菩提禅修-学员故事-怀姿
Huai Zi   |   Vancouver

Through more than two cathartic years of meditation, I became healthy and mended my relationship with my son.

Knee Pain

In 1986, I went abroad to pursue my dreams. After years of hard work, I finally had a stable life. In 2015, when I thought it was time to take life at a more leisurely pace, my knee suddenly started to hurt. My legs felt heavy when I walked. When I climbed the stairs, I had to hold on to the railings or someone’s hand for support. Often, I had to call a cab to get around.

Mother-Son Estrangement

However, nothing compares to the pain of the separation of mother and child. To realize my dream of going abroad, I put my son, who was less than a year old at the time, in the care of a friend until he was 17. Then I brought him to live with me in Canada. Due to our long periods of separation, we were not close. There seemed a thick barrier between us. I bought him expensive gifts in attempts to improve our relationship, but he coldly rejected all my expressions of affection.

After my son got married, I became the proud grandma of two children. However, my son would not allow me to get close to them. I bought snacks for them, but he would not let his children have them. When I called or texted him, he would not pick up the call nor reply me. I felt as if my heart were repeatedly stabbed by a knife. This must be the greatest pain in the world.

Obsessive Gambling

I had a dark secret – gambling. When I moved abroad, I pursued success and focused on getting ahead of the crowd. I reached my goal but lost my sense of purpose. With no sense of the direction of my life, I fell into gambling. My life was turned upside down. I was a mess.

Walking and Climbing With Ease

A former classmate introduced me to Bodhi Meditation. I was indeed fortunate to meet Grandmaster JinBodhi at Vancouver Bodhi Meditation Center in October 2017. I asked Grandmaster about my knee pain. He said that I might have rheumatoid arthritis and suggested that I practice Energy Bagua. Since then, I’ve practiced an hour a day. After a month, there were no feelings of heaviness in my legs as I walked.

The following month, I participated in the 8.5-Day Health & Happiness Retreat. On the second day, my whole body felt itchy, as if there were countless bugs crawling on me. I even dreamed of bugs crawling out of my body. However, upon waking, my body did not itch. Instead, I felt particularly comfortable. In the days that followed, I often found wet footprints under my feet during the closing exercises of the meditation practice. I believed this was one of the cleansing effects of meditation.

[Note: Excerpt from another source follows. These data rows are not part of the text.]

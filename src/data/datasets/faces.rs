//! CMU 人脸数据集（PGM 格式）
//!
//! 同一批人脸图像按5种方式分类，每种方式是一个独立的数据集：
//! `emotions`、`face-directions`、`people`、`sunglasses`、`directions-sunglasses`。
//!
//! 目录布局（`<数据根目录>/faces/`）：
//! - `training_faces.txt`、`test_faces.txt`：每行一个图像的相对路径（不含后缀）
//! - 图像文件：`<相对路径>.pgm`、`<相对路径>_2.pgm`、`<相对路径>_4.pgm`，分别为原尺寸、1/2、1/4
//!
//! 类别由文件名决定，例如`an2i/an2i_left_angry_open`属于`left`方向、`angry`表情、`an2i`这个人。

use std::fmt;
use std::path::Path;

use tracing::info;

use super::pgm::load_pgm;
use crate::data::{DataError, Image, ImageSet};

/// 人脸数据集共用的子目录名
pub const FACES_DIR: &str = "faces";
/// 原尺寸图像的宽、高
pub const FACE_WIDTH: usize = 128;
pub const FACE_HEIGHT: usize = 120;

const TRAINING_LIST: &str = "training_faces.txt";
const TEST_LIST: &str = "test_faces.txt";
const DIRECTIONS: [&str; 4] = ["left", "right", "straight", "up"];
const EMOTIONS: [&str; 4] = ["angry", "happy", "neutral", "sad"];
const PEOPLE: [&str; 20] = [
    "an2i", "at33", "boland", "bpm", "ch4f", "cheyer", "choon", "danieln", "glickman", "karyadi",
    "kawamura", "kk49", "megak", "mitchell", "night", "phoebe", "saavik", "steffi", "sz24", "tammo",
];
const SUNGLASSES: &str = "sunglasses";

/// 人脸图像的分类方式
#[derive(Debug, Clone, Copy, PartialEq, Eq)]
pub enum FaceClassification {
    Emotions,
    Directions,
    People,
    Sunglasses,
    DirectionsSunglasses,
}

impl FaceClassification {
    pub const ALL: [FaceClassification; 5] = [
        FaceClassification::Emotions,
        FaceClassification::Directions,
        FaceClassification::People,
        FaceClassification::Sunglasses,
        FaceClassification::DirectionsSunglasses,
    ];

    /// 数据集名
    pub fn name(self) -> &'static str {
        match self {
            FaceClassification::Emotions => "emotions",
            FaceClassification::Directions => "face-directions",
            FaceClassification::People => "people",
            FaceClassification::Sunglasses => "sunglasses",
            FaceClassification::DirectionsSunglasses => "directions-sunglasses",
        }
    }

    pub fn from_name(name: &str) -> Option<Self> {
        Self::ALL
            .into_iter()
            .find(|classification| classification.name().eq_ignore_ascii_case(name))
    }

    pub fn categories(self) -> Vec<String> {
        match self {
            FaceClassification::Emotions => EMOTIONS.iter().map(|c| c.to_string()).collect(),
            FaceClassification::Directions => DIRECTIONS.iter().map(|c| c.to_string()).collect(),
            FaceClassification::People => PEOPLE.iter().map(|c| c.to_string()).collect(),
            FaceClassification::Sunglasses => vec!["no sunglasses".to_string(), SUNGLASSES.to_string()],
            FaceClassification::DirectionsSunglasses => DIRECTIONS
                .iter()
                .map(|c| c.to_string())
                .chain(DIRECTIONS.iter().map(|c| format!("{c} {SUNGLASSES}")))
                .collect(),
        }
    }

    /// 由图像的相对路径推出类别，路径须恰好包含一个类别名
    pub fn category_of(self, image_path: &str) -> Result<usize, String> {
        let wears_sunglasses = image_path.contains(SUNGLASSES);
        if self == FaceClassification::Sunglasses {
            return Ok(usize::from(wears_sunglasses));
        }

        let keywords: &[&str] = match self {
            FaceClassification::Emotions => &EMOTIONS,
            FaceClassification::People => &PEOPLE,
            _ => &DIRECTIONS,
        };
        let mut found = None;
        for (i, keyword) in keywords.iter().enumerate() {
            if !image_path.contains(keyword) {
                continue;
            }
            if let Some(previous) = found {
                return Err(format!(
                    "{image_path}同时属于{}和{keyword}两个类别",
                    keywords[previous]
                ));
            }
            found = Some(i);
        }
        let category = found.ok_or_else(|| format!("{image_path}不属于任何类别"))?;
        Ok(match self {
            FaceClassification::DirectionsSunglasses if wears_sunglasses => category + DIRECTIONS.len(),
            _ => category,
        })
    }
}

impl fmt::Display for FaceClassification {
    fn fmt(&self, f: &mut fmt::Formatter<'_>) -> fmt::Result {
        f.write_str(self.name())
    }
}

/// 缩小倍数（1、2、4）对应的图像尺寸`(行, 列)`，其余倍数返回`None`
pub fn face_image_shape(scale: usize) -> Option<(usize, usize)> {
    matches!(scale, 1 | 2 | 4).then(|| (FACE_HEIGHT / scale, FACE_WIDTH / scale))
}

fn file_suffix(scale: usize) -> String {
    match scale {
        1 => ".pgm".to_string(),
        _ => format!("_{scale}.pgm"),
    }
}

/// 载入人脸数据集
///
/// # 参数
/// - `data_dir`: 人脸目录（含两个列表文件）
/// - `classification`: 分类方式
/// - `scale`: 图像缩小倍数，1、2或4
pub fn load_faces(
    data_dir: &Path,
    classification: FaceClassification,
    scale: usize,
) -> Result<ImageSet, DataError> {
    let (rows, columns) = face_image_shape(scale).ok_or_else(|| {
        DataError::FormatError(format!("人脸图像的缩小倍数须为1、2或4，当前为{scale}"))
    })?;
    let mut image_set = ImageSet::new(
        format!("{classification} ({columns}x{rows})"),
        classification.categories(),
        1,
        rows,
        columns,
    );

    let suffix = file_suffix(scale);
    for (list_file, is_test) in [(TRAINING_LIST, false), (TEST_LIST, true)] {
        let list_path = data_dir.join(list_file);
        let list = std::fs::read_to_string(&list_path)
            .map_err(|_| DataError::FileNotFound(list_path.clone()))?;
        for (line_number, line) in list.lines().enumerate() {
            let image_path = line.trim();
            if image_path.is_empty() {
                continue;
            }
            let category = classification.category_of(image_path).map_err(|message| {
                DataError::FormatError(format!(
                    "{}第{}行: {message}",
                    list_path.display(),
                    line_number + 1
                ))
            })?;
            let data = load_pgm(&data_dir.join(format!("{image_path}{suffix}")))?;
            image_set.add_image(Image::new(data, category), is_test)?;
        }
    }

    info!(
        "已载入{}：{}个训练样本，{}个测试样本",
        image_set.name,
        image_set.training.len(),
        image_set.test.len()
    );
    Ok(image_set)
}
use crate::assert_err;
use crate::nn::{MaxPoolingLayer, NetworkError, Shape3, TraitLayer, WeightMode};
use crate::tensor::Tensor;

#[rustfmt::skip]
const INPUT: [f64; 16] = [
    1.0, 2.0, 5.0, 3.0,
    4.0, 0.0, 1.0, 1.0,
    -1.0, -2.0, 7.0, 7.0,
    -3.0, -4.0, 7.0, 0.0,
];

fn pooled(layer: &MaxPoolingLayer, input: &Tensor) -> Tensor {
    let mut output = Tensor::zeros(layer.output_shape().tensor_shape());
    layer.feed_forward(input, &mut output, None, WeightMode::Training);
    output
}

#[test]
fn test_feed_forward() {
    let layer = MaxPoolingLayer::new(Shape3::new(1, 4, 4)).unwrap();
    assert_eq!(layer.output_shape(), Shape3::new(1, 2, 2));
    let output = pooled(&layer, &Tensor::new_volume(&INPUT, 1, 4, 4));
    assert_eq!(output.as_slice(), &[4.0, 5.0, -1.0, 7.0]);
}

#[test]
fn test_feed_forward_multiple_planes() {
    let layer = MaxPoolingLayer::new(Shape3::new(2, 4, 4)).unwrap();
    let mut data = INPUT.to_vec();
    data.extend(INPUT.iter().map(|x| -x));
    let output = pooled(&layer, &Tensor::new_volume(&data, 2, 4, 4));
    assert_eq!(output.shape(), [1, 2, 2, 2]);
    assert_eq!(output.as_slice(), &[4.0, 5.0, -1.0, 7.0, 0.0, -1.0, 4.0, 0.0]);
}

#[test]
fn test_backpropagate_error() {
    let layer = MaxPoolingLayer::new(Shape3::new(1, 4, 4)).unwrap();
    let input = Tensor::new_volume(&INPUT, 1, 4, 4);
    let output = pooled(&layer, &input);
    let error_out = Tensor::new_volume(&[0.1, 0.2, 0.3, 0.4], 1, 2, 2);
    let mut error_in = Tensor::zeros([1, 1, 4, 4]);
    error_in.fill(9.0);
    layer.backpropagate_error(&error_out, &mut error_in, &input, &output, None);

    // 并列的最大值（右下块中的三个7）都收到误差
    #[rustfmt::skip]
    let expected = [
        0.0, 0.0, 0.2, 0.0,
        0.1, 0.0, 0.0, 0.0,
        0.3, 0.0, 0.4, 0.4,
        0.0, 0.0, 0.4, 0.0,
    ];
    assert_eq!(error_in.as_slice(), &expected);
}

#[test]
fn test_odd_dimensions() {
    assert_err!(
        MaxPoolingLayer::new(Shape3::new(1, 5, 4)),
        NetworkError::InvalidParameter(_)
    );
    assert_err!(
        MaxPoolingLayer::new(Shape3::new(3, 4, 7)),
        NetworkError::InvalidParameter(_)
    );
}

#[test]
fn test_description() {
    let layer = MaxPoolingLayer::new(Shape3::new(3, 8, 6)).unwrap();
    assert_eq!(layer.output_shape(), Shape3::new(3, 4, 3));
    assert!(layer.parameters().is_none());
    assert_eq!(layer.keep_probability(), 1.0);
    assert_eq!(
        layer.description(),
        "Max pooling 2 by 2, input dimensions: 3x8x6"
    );
    assert_eq!(layer.architecture_row(), "Max pooling,,,,,,,,");
}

I continued practicing Energy Bagua and The Meditation of Greater Illumination.  A year later, in November 2018, I returned to Hong Kong. My knees were no longer in pain. I could walk and climb stairs with ease and comfort.

An End to Gambling

In October 2017, I participated in a retreat in Toronto. Grandmaster JinBodhi said during class that diseases and pain come from greed, anger, ignorance, pride, and doubt. Grandmaster’s profound words jolted me. Why had I become full of those negativities? Life is short, so why was I wasting my time on gambling instead of doing meaningful things?

Strangely, after the retreat I had no thoughts of ​​gambling despite messages from friends asking me to join them at their casino sessions. I did not waver at all.

Son’s Change of Heart

After the retreat, what surprised me most was the transformation of my son. During the retreat, I got a blessed necklace for him. When I gave it to him, he accepted it and invited me to stay at his house for a few days. Words could not describe how happy I was.

From that day onward, our mother-son relationship was on the mend. Though there were conflicts occasionally, I understood the virtues of empathy and tolerance and tried hard to apply them to our relationship. Gradually, our relationship improved further. When I was busy with volunteer work at the center or meditation practices and did not contact him, he would take the initiative to call and show his care. I could finally be with my two grandchildren, whom I often bring to the center.

Serve With Gratitude

The changes I experienced were beyond my imagination. After more than two years of meditation practices, I am healthier and live a meaningful life. Most importantly, I’ve forged a precious relationship with my son. I express my heartfelt gratitude to Bodhi Meditation by serving with love and dedication.